Gaza (AsiaNews) - Il blocco israeliano imposto da 13 anni alla Striscia “ha sortito per una volta l’effetto positivo”, perché “ha permesso un maggiore controllo sugli ingressi” e il “contenimento” della pandemia del nuovo coronavirus. È quanto afferma ad AsiaNews il parroco di Gaza p. Gabriel Romanelli, sacerdote argentino del Verbo incarnato, secondo cui la popolazione “non vive con ansia questa situazione”, pur “prendendo coscienza” della gravità di quanto sta accadendo altrove, come in Italia o in Spagna. “Non avere un porto o un aeroporto - sottolinea il sacerdote - e confini di libero accesso, così come turismo o pellegrinaggi religiosi ha limitato la diffusione”.
Secondo le stime ufficiali, ieri si sono registrati altri due casi di Covid-19 nella Striscia portando il numero complessivo a 12. Per il ministero della Sanità di Hamas, che controlla l’area, tutte le persone sono in condizioni “stabili e rassicuranti” e sono sottoposte a quarantena.

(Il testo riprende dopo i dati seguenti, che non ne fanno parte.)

//! Vita variable selection: empirical-null p-values over holdout importance.

use calluna_forest::{ImportanceTest, janitza_pvalues};
use tracing::{info, instrument};

use crate::error::VitaError;
use crate::holdout::{HoldoutForest, holdout_forest_with};
use crate::model::{FittedForest, ModelConfig, NativeEngine, TrainableForest};
use crate::table::{FeatureTable, Outcome};

/// Configuration for Vita selection.
///
/// Construct via [`VitaConfig::new`], then chain `with_*` methods.
#[derive(Debug, Clone)]
pub struct VitaConfig {
    model: ModelConfig,
    p_threshold: f64,
    conf_level: f64,
}

impl VitaConfig {
    /// Create a selection config around a model config.
    ///
    /// Defaults: `p_threshold` 0.05, `conf_level` 0.95.
    #[must_use]
    pub fn new(model: ModelConfig) -> Self {
        Self {
            model,
            p_threshold: 0.05,
            conf_level: 0.95,
        }
    }

    /// Set the selection p-value threshold.
    #[must_use]
    pub fn with_p_threshold(mut self, p_threshold: f64) -> Self {
        self.p_threshold = p_threshold;
        self
    }

    /// Set the confidence level for the importance bounds.
    #[must_use]
    pub fn with_conf_level(mut self, conf_level: f64) -> Self {
        self.conf_level = conf_level;
        self
    }

    /// Return the model config.
    #[must_use]
    pub fn model(&self) -> &ModelConfig {
        &self.model
    }

    /// Return the selection p-value threshold.
    #[must_use]
    pub fn p_threshold(&self) -> f64 {
        self.p_threshold
    }

    /// Return the confidence level.
    #[must_use]
    pub fn conf_level(&self) -> f64 {
        self.conf_level
    }
}

impl Default for VitaConfig {
    fn default() -> Self {
        Self::new(ModelConfig::new())
    }
}

/// One row of the selection report.
#[derive(Debug, Clone)]
pub struct VariableReport {
    /// The variable (column) name.
    pub name: String,
    /// Averaged holdout importance.
    pub importance: f64,
    /// Lower confidence bound on the importance.
    pub ci_lower: f64,
    /// Upper confidence bound on the importance.
    pub ci_upper: f64,
    /// One-sided p-value under the empirical null.
    pub pvalue: f64,
    /// Whether the variable passed the selection rule.
    pub selected: bool,
}

/// The terminal artifact of Vita selection.
#[derive(Debug, Clone)]
pub struct SelectionReport {
    variables: Vec<VariableReport>,
}

impl SelectionReport {
    /// Return the per-variable rows, in table column order.
    #[must_use]
    pub fn variables(&self) -> &[VariableReport] {
        &self.variables
    }

    /// Return the selected variable names, lexicographically sorted and
    /// deduplicated.
    #[must_use]
    pub fn selected_names(&self) -> Vec<String> {
        let mut names: Vec<String> = self
            .variables
            .iter()
            .filter(|v| v.selected)
            .map(|v| v.name.clone())
            .collect();
        names.sort();
        names.dedup();
        names
    }
}

/// The empirical-null testing capability the selector depends on.
pub trait EmpiricalNullTester {
    /// Derive per-variable importance, confidence bounds, and p-values from
    /// a holdout-trained forest.
    fn test<F: FittedForest>(
        &self,
        holdout: &HoldoutForest<F>,
        conf_level: f64,
    ) -> Result<Vec<ImportanceTest>, VitaError>;
}

/// The engine's Janitza routine.
#[derive(Debug, Clone, Copy, Default)]
pub struct JanitzaTester;

impl EmpiricalNullTester for JanitzaTester {
    fn test<F: FittedForest>(
        &self,
        holdout: &HoldoutForest<F>,
        conf_level: f64,
    ) -> Result<Vec<ImportanceTest>, VitaError> {
        Ok(janitza_pvalues(holdout.importance(), conf_level)?)
    }
}

/// The selection rule.
///
/// A p-value of exactly zero is selected even when the threshold is zero;
/// otherwise selection requires `pvalue < threshold` strictly.
fn is_selected(pvalue: f64, threshold: f64) -> bool {
    pvalue == 0.0 || pvalue < threshold
}

/// Run Vita selection with the native engine and the Janitza tester.
///
/// # Errors
///
/// See [`vita_selection_with`].
pub fn vita_selection(
    config: &VitaConfig,
    x: &FeatureTable,
    y: &Outcome,
) -> Result<SelectionReport, VitaError> {
    vita_selection_with(&NativeEngine, &JanitzaTester, config, x, y)
}

/// Run Vita selection through arbitrary engine and tester capabilities.
///
/// Trains the holdout forest, derives empirical-null p-values from the
/// averaged importance, and applies the selection rule per variable.
///
/// # Errors
///
/// Any error from the holdout trainer or the tester, propagated unchanged.
#[instrument(skip_all, fields(n_cols = x.n_cols(), p_threshold = config.p_threshold))]
pub fn vita_selection_with<E, T>(
    engine: &E,
    tester: &T,
    config: &VitaConfig,
    x: &FeatureTable,
    y: &Outcome,
) -> Result<SelectionReport, VitaError>
where
    E: TrainableForest,
    T: EmpiricalNullTester,
{
    let holdout = holdout_forest_with(engine, &config.model, x, y)?;
    let tests = tester.test(&holdout, config.conf_level)?;

    let variables: Vec<VariableReport> = x
        .names()
        .iter()
        .zip(tests.into_iter())
        .map(|(name, t)| VariableReport {
            name: name.clone(),
            importance: t.importance,
            ci_lower: t.ci_lower,
            ci_upper: t.ci_upper,
            pvalue: t.pvalue,
            selected: is_selected(t.pvalue, config.p_threshold),
        })
        .collect();

    let n_selected = variables.iter().filter(|v| v.selected).count();
    info!(n_selected, n_total = variables.len(), "vita selection complete");

    Ok(SelectionReport { variables })
}

#[cfg(test)]
mod tests {
    use super::*;
    use crate::holdout::holdout_forest_with;
    use std::cell::RefCell;

    #[test]
    fn zero_pvalue_always_selected() {
        assert!(is_selected(0.0, 0.05));
        assert!(is_selected(0.0, 0.0));
    }

    #[test]
    fn threshold_is_strict() {
        assert!(!is_selected(0.05, 0.05));
        assert!(is_selected(0.049, 0.05));
        assert!(!is_selected(0.2, 0.05));
    }

    /// Engine returning fixed importances so the tester sees a known input.
    struct CannedEngine {
        importances: RefCell<Vec<Vec<f64>>>,
    }

    struct CannedFit {
        importance: Vec<f64>,
    }

    impl FittedForest for CannedFit {
        fn importance(&self) -> &[f64] {
            &self.importance
        }
    }

    impl TrainableForest for CannedEngine {
        type Fitted = CannedFit;
        fn train(
            &self,
            _config: &ModelConfig,
            _x: &FeatureTable,
            _y: &Outcome,
        ) -> Result<CannedFit, VitaError> {
            Ok(CannedFit {
                importance: self.importances.borrow_mut().remove(0),
            })
        }
    }

    /// Tester assigning a fixed p-value per variable.
    struct CannedTester {
        pvalues: Vec<f64>,
    }

    impl EmpiricalNullTester for CannedTester {
        fn test<F: FittedForest>(
            &self,
            holdout: &HoldoutForest<F>,
            _conf_level: f64,
        ) -> Result<Vec<ImportanceTest>, VitaError> {
            Ok(holdout
                .importance()
                .iter()
                .zip(self.pvalues.iter())
                .map(|(&importance, &pvalue)| ImportanceTest {
                    importance,
                    ci_lower: importance - 0.1,
                    ci_upper: importance + 0.1,
                    pvalue,
                })
                .collect())
        }
    }

    fn inputs() -> (FeatureTable, Outcome) {
        let x = FeatureTable::new(
            vec!["zeta".to_string(), "alpha".to_string(), "mid".to_string()],
            (0..8).map(|i| vec![i as f64, 1.0, 2.0]).collect(),
        )
        .unwrap();
        let y = Outcome::Numeric((0..8).map(|i| (i % 2) as f64).collect());
        (x, y)
    }

    #[test]
    fn selected_names_sorted_lexicographically() {
        let engine = CannedEngine {
            importances: RefCell::new(vec![vec![0.5, 0.4, 0.0], vec![0.5, 0.4, 0.0]]),
        };
        let tester = CannedTester {
            pvalues: vec![0.0, 0.01, 0.9],
        };
        let (x, y) = inputs();
        let config = VitaConfig::default();
        let report = vita_selection_with(&engine, &tester, &config, &x, &y).unwrap();

        assert_eq!(report.selected_names(), vec!["alpha", "zeta"]);
    }

    #[test]
    fn report_preserves_column_order() {
        let engine = CannedEngine {
            importances: RefCell::new(vec![vec![0.1, 0.2, 0.3], vec![0.1, 0.2, 0.3]]),
        };
        let tester = CannedTester {
            pvalues: vec![0.5, 0.5, 0.5],
        };
        let (x, y) = inputs();
        let report =
            vita_selection_with(&engine, &tester, &VitaConfig::default(), &x, &y).unwrap();

        let names: Vec<&str> = report.variables().iter().map(|v| v.name.as_str()).collect();
        assert_eq!(names, ["zeta", "alpha", "mid"]);
        assert!(report.variables().iter().all(|v| !v.selected));
    }

    #[test]
    fn zero_threshold_still_selects_zero_pvalues() {
        let engine = CannedEngine {
            importances: RefCell::new(vec![vec![0.9, 0.0, 0.0], vec![0.9, 0.0, 0.0]]),
        };
        let tester = CannedTester {
            pvalues: vec![0.0, 0.001, 0.8],
        };
        let (x, y) = inputs();
        let config = VitaConfig::default().with_p_threshold(0.0);
        let report = vita_selection_with(&engine, &tester, &config, &x, &y).unwrap();

        assert_eq!(report.selected_names(), vec!["zeta"]);
    }

    #[test]
    fn janitza_tester_reads_holdout_importance() {
        // Importance vector with a clear null component so the engine's
        // Janitza routine succeeds on it.
        let scores = vec![0.6, -0.01, 0.004, -0.006, 0.0, 0.002];
        let x = FeatureTable::new(
            (0..6).map(|i| format!("v{i}")).collect(),
            (0..8).map(|i| vec![i as f64; 6]).collect(),
        )
        .unwrap();
        let y = Outcome::Numeric((0..8).map(|i| (i % 2) as f64).collect());
        let engine = CannedEngine {
            importances: RefCell::new(vec![scores.clone(), scores.clone()]),
        };
        let holdout =
            holdout_forest_with(&engine, &ModelConfig::new().with_seed(3), &x, &y).unwrap();
        let tests = JanitzaTester.test(&holdout, 0.95).unwrap();

        assert_eq!(tests.len(), 6);
        assert_eq!(tests[0].pvalue, 0.0);
    }
}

Come in precedenza, si tratta di persone di rientro da altre nazioni (in questo caso dall’Egitto) e controllate ai confini, che non hanno potuto circolare all’interno del territorio col rischio di diffondere il virus.
“I dati ufficiali che abbiamo - sottolinea p. Romanelli - parlano di 12 casi, che si trovano tutti al confine con l’Egitto”. Il nuovo coronavirus in altre parti del mondo “ha causato vere e proprie stragi”, ma “anche qui ogni giorno emergono nuovi casi: una settimana fa erano due, ora ce ne sono già 12”. Le lezioni “sono sospese”, gli orari di lavoro “ridotti” e anche “noi della parrocchia, per quanto possibile, favoriamo modalità in remoto”.

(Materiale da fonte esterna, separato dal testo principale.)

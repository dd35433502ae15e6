//! Per-tree resampling, with and without replacement, honoring case weights.

use rand::Rng;
use rand::distributions::{Distribution, WeightedIndex};
use rand_chacha::ChaCha8Rng;

/// One tree's resample: the drawn indices and the in-bag mask.
#[derive(Debug)]
pub(crate) struct TreeSample {
    pub(crate) drawn: Vec<usize>,
    pub(crate) in_bag: Vec<bool>,
}

impl TreeSample {
    /// Out-of-bag indices: samples never drawn for this tree.
    pub(crate) fn oob_indices(&self) -> Vec<usize> {
        (0..self.in_bag.len())
            .filter(|&i| !self.in_bag[i])
            .collect()
    }
}

/// Draw `draw_count` sample indices.
///
/// Weight-zero samples are never drawn. Without replacement the draw count
/// is clamped to the number of positive-weight samples.
pub(crate) fn draw_sample(
    n_samples: usize,
    draw_count: usize,
    weights: Option<&[f64]>,
    replace: bool,
    rng: &mut ChaCha8Rng,
) -> TreeSample {
    let drawn = match (weights, replace) {
        (None, true) => (0..draw_count).map(|_| rng.gen_range(0..n_samples)).collect(),
        (None, false) => {
            let k = draw_count.min(n_samples);
            rand::seq::index::sample(rng, n_samples, k).into_vec()
        }
        (Some(w), true) => {
            // Weights are pre-validated: finite, non-negative, not all zero.
            let dist = WeightedIndex::new(w.iter().copied())
                .expect("case weights validated before sampling");
            (0..draw_count).map(|_| dist.sample(rng)).collect()
        }
        (Some(w), false) => weighted_without_replacement(w, draw_count, rng),
    };

    let mut in_bag = vec![false; n_samples];
    for &i in &drawn {
        in_bag[i] = true;
    }
    TreeSample { drawn, in_bag }
}

/// Efraimidis-Spirakis weighted sampling without replacement.
///
/// Each positive-weight sample gets the key `u^(1/w)` for uniform `u`; the
/// `draw_count` largest keys are kept.
fn weighted_without_replacement(
    weights: &[f64],
    draw_count: usize,
    rng: &mut ChaCha8Rng,
) -> Vec<usize> {
    let mut keyed: Vec<(f64, usize)> = weights
        .iter()
        .enumerate()
        .filter(|&(_, &w)| w > 0.0)
        .map(|(i, &w)| (rng.r#gen::<f64>().powf(1.0 / w), i))
        .collect();
    keyed.sort_by(|a, b| b.0.total_cmp(&a.0));
    keyed.truncate(draw_count);
    keyed.into_iter().map(|(_, i)| i).collect()
}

Le autorità di Hamas, che controlla la Striscia dal 2007, hanno preso misure precauzionali per limitare la diffusione di Covid-19 in una piccola enclave, in cui vivono due milioni di persone. Fra questi il divieto di incontri in pubblico, la chiusura di scuole, università, parchi pubblici e luoghi di culto, fra cui le moschee. Restano al contempo i timori sulla tenuta del sistema sanitario: in totale vi sono a disposizione solo 70 posti letto in terapia intensiva e 62 ventilatori. Ong e attivisti pro diritti umani chiedono la fine delle restrizioni all’ingresso di aiuti umanitari e medici.
In questo tempo di crisi due giovani palestinesi di Beit Lahia, a nord della Striscia, hanno ricostruito una vecchia fabbrica, convertendo la produzione in materiale protettivo per contenere la diffusione di nuovo coronavirus. Gli operai occupati al suo interno erano da anni senza lavoro, per questo hanno accolto subito con favore l’iniziativa dei due neo-imprenditori.

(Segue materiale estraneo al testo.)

//! Prediction methods for the fitted forest.

use rayon::iter::{IntoParallelIterator, ParallelIterator};

use crate::error::ForestError;
use crate::forest::{Forest, TaskKind};
use crate::tree::{LeafValue, argmax};

impl Forest {
    /// Predict the class label for a single sample.
    ///
    /// Returns the argmax of the averaged leaf distributions.
    ///
    /// # Errors
    ///
    /// | Variant | Condition |
    /// |---|---|
    /// | [`ForestError::TaskMismatch`] | forest was trained for regression |
    /// | [`ForestError::PredictionFeatureMismatch`] | wrong feature count |
    pub fn predict_class(&self, sample: &[f64]) -> Result<usize, ForestError> {
        Ok(argmax(&self.predict_proba(sample)?))
    }

    /// Return the averaged class probability distribution for a single sample.
    ///
    /// # Errors
    ///
    /// Same as [`Forest::predict_class`].
    pub fn predict_proba(&self, sample: &[f64]) -> Result<Vec<f64>, ForestError> {
        self.check_task(TaskKind::Classification)?;
        self.check_width(sample)?;

        let mut avg = vec![0.0f64; self.n_classes];
        for tree in &self.trees {
            if let LeafValue::Distribution(dist) = tree.leaf(sample) {
                for (slot, p) in avg.iter_mut().zip(dist.iter()) {
                    *slot += p;
                }
            }
        }
        let n = self.trees.len() as f64;
        avg.iter_mut().for_each(|v| *v /= n);
        Ok(avg)
    }

    /// Predict the continuous value for a single sample (mean over trees).
    ///
    /// # Errors
    ///
    /// | Variant | Condition |
    /// |---|---|
    /// | [`ForestError::TaskMismatch`] | forest was trained for classification |
    /// | [`ForestError::PredictionFeatureMismatch`] | wrong feature count |
    pub fn predict_value(&self, sample: &[f64]) -> Result<f64, ForestError> {
        self.check_task(TaskKind::Regression)?;
        self.check_width(sample)?;

        let sum: f64 = self.trees.iter().map(|t| t.predict_value(sample)).sum();
        Ok(sum / self.trees.len() as f64)
    }

    /// Predict class labels for a batch of samples in parallel.
    ///
    /// # Errors
    ///
    /// Same as [`Forest::predict_class`], for any offending sample.
    pub fn predict_class_batch(&self, features: &[Vec<f64>]) -> Result<Vec<usize>, ForestError> {
        features
            .into_par_iter()
            .map(|sample| self.predict_class(sample))
            .collect()
    }

    /// Probability distributions for a batch of samples in parallel.
    ///
    /// # Errors
    ///
    /// Same as [`Forest::predict_proba`], for any offending sample.
    pub fn predict_proba_batch(
        &self,
        features: &[Vec<f64>],
    ) -> Result<Vec<Vec<f64>>, ForestError> {
        features
            .into_par_iter()
            .map(|sample| self.predict_proba(sample))
            .collect()
    }

    /// Continuous predictions for a batch of samples in parallel.
    ///
    /// # Errors
    ///
    /// Same as [`Forest::predict_value`], for any offending sample.
    pub fn predict_value_batch(&self, features: &[Vec<f64>]) -> Result<Vec<f64>, ForestError> {
        features
            .into_par_iter()
            .map(|sample| self.predict_value(sample))
            .collect()
    }

    /// Return the number of features this forest was trained on.
    #[must_use]
    pub fn n_features(&self) -> usize {
        self.n_features
    }

    /// Return the number of classes (0 for regression forests).
    #[must_use]
    pub fn n_classes(&self) -> usize {
        self.n_classes
    }

    /// Return the number of trees in the ensemble.
    #[must_use]
    pub fn n_trees(&self) -> usize {
        self.trees.len()
    }

    /// Return the task kind this forest was trained for.
    #[must_use]
    pub fn task(&self) -> TaskKind {
        self.task
    }

    fn check_task(&self, expected: TaskKind) -> Result<(), ForestError> {
        if self.task != expected {
            return Err(ForestError::TaskMismatch {
                expected,
                found: self.task,
            });
        }
        Ok(())
    }

    fn check_width(&self, sample: &[f64]) -> Result<(), ForestError> {
        if sample.len() != self.n_features {
            return Err(ForestError::PredictionFeatureMismatch {
                expected: self.n_features,
                got: sample.len(),
            });
        }
        Ok(())
    }
}
//! Confusion-matrix tile plot rendered with plotters.

use std::path::Path;

use plotters::coord::Shift;
use plotters::prelude::*;
use plotters::style::text_anchor::{HPos, Pos, VPos};
use tracing::debug;

use crate::error::VitaError;
use crate::eval::ContingencyTable;

const TILE_FILL: (u8, u8, u8) = (70, 130, 180);

/// Tile plot of a contingency table.
///
/// Columns are the reference (observed) levels, rows the predicted levels.
/// Tile fill darkens with the log of the count so small off-diagonal cells
/// stay visible next to a dominant diagonal.
#[derive(Debug, Clone)]
pub struct ConfusionPlot {
    table: ContingencyTable,
    accuracy: f64,
    kappa: f64,
    title: Option<String>,
}

impl ConfusionPlot {
    pub(crate) fn new(
        table: ContingencyTable,
        accuracy: f64,
        kappa: f64,
        title: Option<String>,
    ) -> Self {
        Self {
            table,
            accuracy,
            kappa,
            title,
        }
    }

    /// Write the plot as a PNG of the given pixel size.
    ///
    /// # Errors
    ///
    /// Returns [`VitaError::Plot`] when the backend fails to draw or write.
    pub fn save_png<P: AsRef<Path>>(&self, path: P, size: (u32, u32)) -> Result<(), VitaError> {
        let root = BitMapBackend::new(path.as_ref(), size).into_drawing_area();
        self.render(&root)
    }

    /// Write the plot as an SVG of the given pixel size.
    ///
    /// # Errors
    ///
    /// Returns [`VitaError::Plot`] when the backend fails to draw or write.
    pub fn save_svg<P: AsRef<Path>>(&self, path: P, size: (u32, u32)) -> Result<(), VitaError> {
        let root = SVGBackend::new(path.as_ref(), size).into_drawing_area();
        self.render(&root)
    }

    fn caption(&self) -> String {
        let stats = format!(
            "accuracy {:.1}%, kappa {:.1}%",
            self.accuracy * 100.0,
            self.kappa * 100.0
        );
        match &self.title {
            Some(title) => format!("{title} ({stats})"),
            None => stats,
        }
    }

    fn render<DB: DrawingBackend>(
        &self,
        root: &DrawingArea<DB, Shift>,
    ) -> Result<(), VitaError> {
        let levels = self.table.levels();
        let counts = self.table.as_rows();
        let n = levels.len();
        let max_count = counts
            .iter()
            .flat_map(|row| row.iter())
            .copied()
            .max()
            .unwrap_or(0);
        debug!(levels = n, max_count, "rendering confusion plot");

        root.fill(&WHITE).map_err(plot_err)?;

        let mut chart = ChartBuilder::on(root)
            .caption(self.caption(), ("sans-serif", 22))
            .margin(20)
            .build_cartesian_2d(-1.0..n as f64, -1.0..n as f64)
            .map_err(plot_err)?;

        let count_style = ("sans-serif", 16)
            .into_font()
            .color(&BLACK)
            .pos(Pos::new(HPos::Center, VPos::Center));
        let label_style = ("sans-serif", 15)
            .into_font()
            .color(&BLACK)
            .pos(Pos::new(HPos::Center, VPos::Center));

        for (pred_idx, _) in levels.iter().enumerate() {
            // Predicted rows run top-down.
            let y0 = (n - 1 - pred_idx) as f64;
            for (obs_idx, _) in levels.iter().enumerate() {
                let count = counts[obs_idx][pred_idx];
                let fill = tile_color(count, max_count);
                let x0 = obs_idx as f64;
                chart
                    .draw_series(std::iter::once(Rectangle::new(
                        [(x0, y0), (x0 + 1.0, y0 + 1.0)],
                        fill.filled(),
                    )))
                    .map_err(plot_err)?;
                chart
                    .draw_series(std::iter::once(Rectangle::new(
                        [(x0, y0), (x0 + 1.0, y0 + 1.0)],
                        BLACK.stroke_width(1),
                    )))
                    .map_err(plot_err)?;
                chart
                    .draw_series(std::iter::once(Text::new(
                        count.to_string(),
                        (x0 + 0.5, y0 + 0.5),
                        count_style.clone(),
                    )))
                    .map_err(plot_err)?;
            }
        }

        // Reference labels below the grid, predicted labels to its left.
        for (idx, level) in levels.iter().enumerate() {
            chart
                .draw_series(std::iter::once(Text::new(
                    level.clone(),
                    (idx as f64 + 0.5, -0.4),
                    label_style.clone(),
                )))
                .map_err(plot_err)?;
            chart
                .draw_series(std::iter::once(Text::new(
                    level.clone(),
                    (-0.5, (n - 1 - idx) as f64 + 0.5),
                    label_style.clone(),
                )))
                .map_err(plot_err)?;
        }

        root.present().map_err(plot_err)?;
        Ok(())
    }
}

/// Blend white toward the tile fill by the log of the count.
fn tile_color(count: usize, max_count: usize) -> RGBColor {
    if max_count == 0 {
        return WHITE;
    }
    let t = ((count as f64 + 1.0).ln() / (max_count as f64 + 1.0).ln()).clamp(0.0, 1.0);
    let (r, g, b) = TILE_FILL;
    let blend = |target: u8| (255.0 - t * f64::from(255 - target)).round() as u8;
    RGBColor(blend(r), blend(g), blend(b))
}

fn plot_err<E: std::error::Error>(err: E) -> VitaError {
    VitaError::Plot {
        message: err.to_string(),
    }
}

#[cfg(test)]
mod tests {
    use super::*;

    fn sample_table() -> ContingencyTable {
        let observed: Vec<String> = ["a", "a", "a", "b", "b", "b"]
            .iter()
            .map(|s| s.to_string())
            .collect();
        let predicted: Vec<String> = ["a", "a", "b", "b", "b", "a"]
            .iter()
            .map(|s| s.to_string())
            .collect();
        ContingencyTable::from_labels(&observed, &predicted).unwrap()
    }

    #[test]
    fn tile_color_scales_with_count() {
        assert_eq!(tile_color(0, 10), WHITE);
        let full = tile_color(10, 10);
        assert_eq!((full.0, full.1, full.2), TILE_FILL);
        let mid = tile_color(3, 10);
        assert!(mid.0 < 255 && mid.0 > TILE_FILL.0);
    }

    #[test]
    fn empty_table_tiles_stay_white() {
        assert_eq!(tile_color(0, 0), WHITE);
    }

    #[test]
    fn caption_includes_title_and_stats() {
        let table = sample_table();
        let plot = ConfusionPlot::new(table, 0.85, 0.7, Some("holdout".to_string()));
        assert_eq!(plot.caption(), "holdout (accuracy 85.0%, kappa 70.0%)");
    }

    #[test]
    fn renders_svg_to_disk() {
        let dir = tempfile::tempdir().unwrap();
        let path = dir.path().join("confusion.svg");
        let plot = ConfusionPlot::new(sample_table(), 0.75, 0.5, None);
        plot.save_svg(&path, (640, 480)).unwrap();
        let written = std::fs::metadata(&path).unwrap().len();
        assert!(written > 0);
    }
}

“Questa quarantena - racconta il parroco di Gaza - non ha sorpreso o colpito gli animi dei cittadini, anche perché convivono da anni con le restrizioni. Noi diamo consigli alle autorità, seguiamo gli ordinamenti però dobbiamo ammettere che le persone sono abituate a rimanere per settimane a casa, non vi sono particolari casi di depressione o stravolgimento di vite. Qui la libertà è limitata e poco è cambiato”.
Le autorità religiose, in primis l’amministratore apostolico del Patriarcato latino mons. Pierbattista Pizzaballa, spiega il sacerdote, “hanno preso per tempo i provvedimenti necessari”. Da quasi un mese sono sospese le attività dei gruppi parrocchiali, anche per le messe vi sono restrizioni. “Chi vuole venire in chiesa - prosegue - può pregare, ma il consiglio è di restare a casa. Noi facciamo le visite ai malati e agli anziani, e abbiamo cominciato a far visita alle famiglie e portare l’Eucaristia. Le celebrazioni sono trasmesse online e domenica prossima, delle Palme, dopo la funzione andremo nelle case a distribuire i rami di ulivo”.
“Nonostante la situazione sia dura - conclude p. Romanelli - proviamo a tenere alto lo spirito. Anche perché non poter andare in chiesa non impedisce affatto di pregare, anzi è il contrario. Questa è una prova e passerà, non dobbiamo lasciarci vincere dalle circostanze e mantenere la routine. La provvidenza non ci abbandona, lo sappiamo bene noi che spesso dobbiamo fronteggiare mancanza di cibo, acqua potabile e corrente elettrica, ma cerchiamo di vivere lo stesso”.